▶ **Your objective**: Take the data below and copy exactly the lines starting at the one with "architecture that provides" and finishing at the one with "### Game Module", both included.

▶ **Input data**:
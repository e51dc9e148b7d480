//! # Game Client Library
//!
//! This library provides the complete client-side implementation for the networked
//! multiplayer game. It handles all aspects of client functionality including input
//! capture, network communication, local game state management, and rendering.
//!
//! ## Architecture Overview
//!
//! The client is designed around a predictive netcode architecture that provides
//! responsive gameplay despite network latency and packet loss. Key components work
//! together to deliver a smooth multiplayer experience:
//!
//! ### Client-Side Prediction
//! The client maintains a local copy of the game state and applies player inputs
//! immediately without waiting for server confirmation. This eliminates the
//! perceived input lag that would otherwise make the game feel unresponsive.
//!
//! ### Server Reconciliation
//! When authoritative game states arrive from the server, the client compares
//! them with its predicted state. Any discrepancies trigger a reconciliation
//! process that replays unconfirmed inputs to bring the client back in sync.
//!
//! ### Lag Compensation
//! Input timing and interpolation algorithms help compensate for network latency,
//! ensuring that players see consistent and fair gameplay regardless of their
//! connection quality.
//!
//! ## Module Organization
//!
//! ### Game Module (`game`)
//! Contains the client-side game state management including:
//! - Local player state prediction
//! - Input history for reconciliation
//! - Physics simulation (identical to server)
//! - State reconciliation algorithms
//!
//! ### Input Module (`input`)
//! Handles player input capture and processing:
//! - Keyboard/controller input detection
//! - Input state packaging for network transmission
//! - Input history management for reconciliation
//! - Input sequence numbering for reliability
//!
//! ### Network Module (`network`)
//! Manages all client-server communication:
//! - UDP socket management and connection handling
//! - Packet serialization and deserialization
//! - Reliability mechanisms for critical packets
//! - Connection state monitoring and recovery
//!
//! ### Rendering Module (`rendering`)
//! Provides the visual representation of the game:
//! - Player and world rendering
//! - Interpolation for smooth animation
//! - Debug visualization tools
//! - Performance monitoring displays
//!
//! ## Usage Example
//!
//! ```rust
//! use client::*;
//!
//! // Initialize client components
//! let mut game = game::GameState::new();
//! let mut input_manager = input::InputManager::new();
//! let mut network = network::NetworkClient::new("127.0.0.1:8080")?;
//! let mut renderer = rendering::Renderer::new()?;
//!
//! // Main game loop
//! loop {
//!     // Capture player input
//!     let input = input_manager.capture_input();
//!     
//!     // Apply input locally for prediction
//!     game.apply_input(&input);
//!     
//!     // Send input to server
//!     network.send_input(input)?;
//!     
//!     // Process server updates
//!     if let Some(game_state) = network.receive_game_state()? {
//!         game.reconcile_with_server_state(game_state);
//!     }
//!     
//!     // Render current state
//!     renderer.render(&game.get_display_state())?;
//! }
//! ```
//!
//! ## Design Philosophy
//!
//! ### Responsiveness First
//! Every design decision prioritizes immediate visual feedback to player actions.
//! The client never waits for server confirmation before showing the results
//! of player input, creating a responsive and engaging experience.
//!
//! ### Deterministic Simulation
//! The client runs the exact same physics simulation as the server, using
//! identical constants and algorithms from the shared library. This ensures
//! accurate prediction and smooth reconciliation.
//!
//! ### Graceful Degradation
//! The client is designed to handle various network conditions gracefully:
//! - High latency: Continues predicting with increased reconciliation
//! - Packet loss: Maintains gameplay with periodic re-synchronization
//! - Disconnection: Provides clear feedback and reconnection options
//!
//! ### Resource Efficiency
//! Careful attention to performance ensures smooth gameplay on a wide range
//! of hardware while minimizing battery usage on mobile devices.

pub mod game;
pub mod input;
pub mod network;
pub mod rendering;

==

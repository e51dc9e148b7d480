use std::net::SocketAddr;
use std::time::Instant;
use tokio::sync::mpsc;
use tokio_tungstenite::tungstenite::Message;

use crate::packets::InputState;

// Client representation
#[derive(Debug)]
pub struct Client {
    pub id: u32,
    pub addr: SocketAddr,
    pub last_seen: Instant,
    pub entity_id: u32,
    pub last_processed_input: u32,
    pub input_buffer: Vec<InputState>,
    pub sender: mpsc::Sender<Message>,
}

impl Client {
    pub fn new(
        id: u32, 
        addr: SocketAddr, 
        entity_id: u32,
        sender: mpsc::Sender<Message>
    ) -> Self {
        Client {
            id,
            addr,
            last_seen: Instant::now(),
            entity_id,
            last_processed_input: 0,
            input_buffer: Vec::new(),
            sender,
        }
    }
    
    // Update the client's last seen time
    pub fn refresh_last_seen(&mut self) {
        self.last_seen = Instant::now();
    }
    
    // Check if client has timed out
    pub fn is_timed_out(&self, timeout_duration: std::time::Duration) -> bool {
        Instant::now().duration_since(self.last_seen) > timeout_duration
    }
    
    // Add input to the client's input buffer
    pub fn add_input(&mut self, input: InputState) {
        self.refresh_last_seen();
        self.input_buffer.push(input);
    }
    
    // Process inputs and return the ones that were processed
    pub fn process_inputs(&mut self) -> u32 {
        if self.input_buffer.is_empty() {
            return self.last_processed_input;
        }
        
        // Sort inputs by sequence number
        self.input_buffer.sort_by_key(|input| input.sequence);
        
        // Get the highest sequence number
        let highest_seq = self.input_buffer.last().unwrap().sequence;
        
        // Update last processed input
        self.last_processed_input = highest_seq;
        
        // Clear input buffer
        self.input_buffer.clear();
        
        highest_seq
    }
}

▶ **Task solution**:
//! The client is designed around a predictive netcode architecture that provides
//! responsive gameplay despite network latency and packet loss. Key components work
//! together to deliver a smooth multiplayer experience:
//!
//! ### Client-Side Prediction
//! The client maintains a local copy of the game state and applies player inputs
//! immediately without waiting for server confirmation. This eliminates the
//! perceived input lag that would otherwise make the game feel unresponsive.
//!
//! ### Server Reconciliation
//! When authoritative game states arrive from the server, the client compares
//! them with its predicted state. Any discrepancies trigger a reconciliation
//! process that replays unconfirmed inputs to bring the client back in sync.
//!
//! ### Lag Compensation
//! Input timing and interpolation algorithms help compensate for network latency,
//! ensuring that players see consistent and fair gameplay regardless of their
//! connection quality.
//!
//! ## Module Organization
//!
//! ### Game Module (`game`)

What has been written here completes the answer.